Thursday, March 22, 2018

The Crown s2

The historical detail, aestheticism and psychological finesse from season one are still as accurate.
Moreover, the international situation is increasingly knotty (Suez, the Kennedys) and the Mountbatten family tensions persist, like in most families only in public (uncle Edward of Windsor, sister Margaret again and Prince Charles's schooling).

Globally rather uncompromising, very beautiful and also entertaining.

Tuesday, March 20, 2018

Gå Inte Ensam Ut I Natten - Kjell Westö

As a native speaker of Swedish, I always find the Finnish version of our common language rather charming. Differing only slightly from the way Swedes speak, it does nevertheless have its little peculiarities, not the least of which is their pronunciation, which makes them all sound sweeter than the Moomin.

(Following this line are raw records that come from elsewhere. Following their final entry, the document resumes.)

//! Exporter configuration.

use crate::wire::HistogramGranularity;
use std::collections::{BTreeSet, HashMap};
use std::time::Duration;

/// Default bound on accepted-but-unfinished send commands.
pub const DEFAULT_QUEUE_SIZE: usize = 1000;

/// Default idle period after which a [`DispatchMode::Worker`] worker retires.
pub const DEFAULT_IDLE_TIMEOUT: Duration = Duration::from_secs(5);

/// Default period of the self-health report.
pub const DEFAULT_SELF_HEALTH_INTERVAL: Duration = Duration::from_secs(5 * 60);

/// How accepted commands are executed.
#[derive(Debug, Clone, Copy, PartialEq, Eq, Default)]
pub enum DispatchMode {
    /// One task per command, capacity enforced by a semaphore.
    #[default]
    Slots,
    /// One long-lived worker draining a bounded queue, retired when idle.
    Worker,
}

/// Tags identifying the emitting application, attached to every record.
#[derive(Debug, Clone, Default, PartialEq, Eq)]
pub struct ApplicationTags {
    pub application: String,
    pub service: String,
    pub cluster: Option<String>,
    pub shard: Option<String>,
    pub custom: HashMap<String, String>,
}

impl ApplicationTags {
    pub fn new(application: impl Into<String>, service: impl Into<String>) -> Self {
        Self {
            application: application.into(),
            service: service.into(),
            ..Default::default()
        }
    }

    pub fn with_cluster(mut self, cluster: impl Into<String>) -> Self {
        self.cluster = Some(cluster.into());
        self
    }

    pub fn with_shard(mut self, shard: impl Into<String>) -> Self {
        self.shard = Some(shard.into());
        self
    }

    pub fn with_custom(mut self, key: impl Into<String>, value: impl Into<String>) -> Self {
        self.custom.insert(key.into(), value.into());
        self
    }

    /// Flattens into a tag map. Well-known keys win over custom ones.
    pub fn to_map(&self) -> HashMap<String, String> {
        let mut map = self.custom.clone();
        map.insert("application".to_string(), self.application.clone());
        map.insert("service".to_string(), self.service.clone());
        if let Some(cluster) = &self.cluster {
            map.insert("cluster".to_string(), cluster.clone());
        }
        if let Some(shard) = &self.shard {
            map.insert("shard".to_string(), shard.clone());
        }
        map
    }
}

/// Configuration accepted by [`Exporter::new`](crate::exporter::Exporter::new).
#[derive(Debug, Clone)]
pub struct ExporterConfig {
    /// Source label attached to every record.
    ///
    /// Default: empty
    pub source: String,

    /// Tags appended to every span and metric.
    ///
    /// Default: empty
    pub app_tags: HashMap<String, String>,

    /// Maximum number of accepted commands not yet completed. Zero drops
    /// everything, which is handy for benchmarking conversion alone.
    ///
    /// Default: 1000
    pub queue_size: usize,

    /// Granularities requested for distributions.
    ///
    /// Default: none
    pub granularities: BTreeSet<HistogramGranularity>,

    /// Log each sender failure at warn level.
    ///
    /// Default: false
    pub verbose_logging: bool,

    /// Execution strategy for accepted commands.
    ///
    /// Default: [`DispatchMode::Slots`]
    pub dispatch_mode: DispatchMode,

    /// Idle period before a worker retires ([`DispatchMode::Worker`] only).
    ///
    /// Default: 5s
    pub idle_timeout: Duration,

    /// Period of the self-health report.
    ///
    /// Default: 5 minutes
    pub self_health_interval: Duration,
}

impl Default for ExporterConfig {
    fn default() -> Self {
        Self {
            source: String::new(),
            app_tags: HashMap::new(),
            queue_size: DEFAULT_QUEUE_SIZE,
            granularities: BTreeSet::new(),
            verbose_logging: false,
            dispatch_mode: DispatchMode::default(),
            idle_timeout: DEFAULT_IDLE_TIMEOUT,
            self_health_interval: DEFAULT_SELF_HEALTH_INTERVAL,
        }
    }
}

impl ExporterConfig {
    /// Sets the source label.
    pub fn with_source(mut self, source: impl Into<String>) -> Self {
        self.source = source.into();
        self
    }

    /// Adds one application tag.
    pub fn with_app_tag(mut self, key: impl Into<String>, value: impl Into<String>) -> Self {
        self.app_tags.insert(key.into(), value.into());
        self
    }

    /// Merges the given application tags into the tag map.
    pub fn with_application_tags(mut self, tags: &ApplicationTags) -> Self {
        self.app_tags.extend(tags.to_map());
        self
    }

    /// Sets the command capacity.
    pub fn with_queue_size(mut self, queue_size: usize) -> Self {
        self.queue_size = queue_size;
        self
    }

    /// Enables one histogram granularity.
    pub fn with_granularity(mut self, granularity: HistogramGranularity) -> Self {
        self.granularities.insert(granularity);
        self
    }

    /// Toggles verbose sender-error logging.
    pub fn with_verbose_logging(mut self, verbose: bool) -> Self {
        self.verbose_logging = verbose;
        self
    }

    /// Selects the dispatch strategy.
    pub fn with_dispatch_mode(mut self, mode: DispatchMode) -> Self {
        self.dispatch_mode = mode;
        self
    }

    /// Sets the worker idle timeout.
    pub fn with_idle_timeout(mut self, timeout: Duration) -> Self {
        self.idle_timeout = timeout;
        self
    }

    /// Sets the self-health report period.
    pub fn with_self_health_interval(mut self, interval: Duration) -> Self {
        self.self_health_interval = interval;
        self
    }
}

The style, therefore, of Finnish Westö's novels, is blissful for two reasons : The Finnish idiosyncracies and Westö's elegant prose. I have previously read and appreciated his 2013 novel 'Hägring 38'. As compared to that, this decade-old book felt less mature, less restrained, as evidenced for instance by its length. Over 500 pages means the author has found it tough to kill his darlings.

Storywise, Westö ambitiously takes on the lives of a series of people, linked over a period of time; friends, lovers, musicians and family. 
Their heavy drinking feels distinctly typical of the country, though I realize I have now mentioned Finland regarding pretty much every aspect of this novel... It IS closely linked to the Helsinki setting, and its depiction of Finland from the 1960s onwards was also, to me, its top feature.

Då Var Allt Levande och Lustigt - Kerstin Ekman

And so the 18th century comes back and bites me in the butt again. After recently plowing through Marie Antoinette, Swedish rococo and British Georges, I cannot but recognize that this is very much not my cup of tea.

Admittedly, this was expertly penned by - in my not so humble opinion - Sweden's greatest now living writer. 
As it turns out, though, not even she lays golden eggs every time.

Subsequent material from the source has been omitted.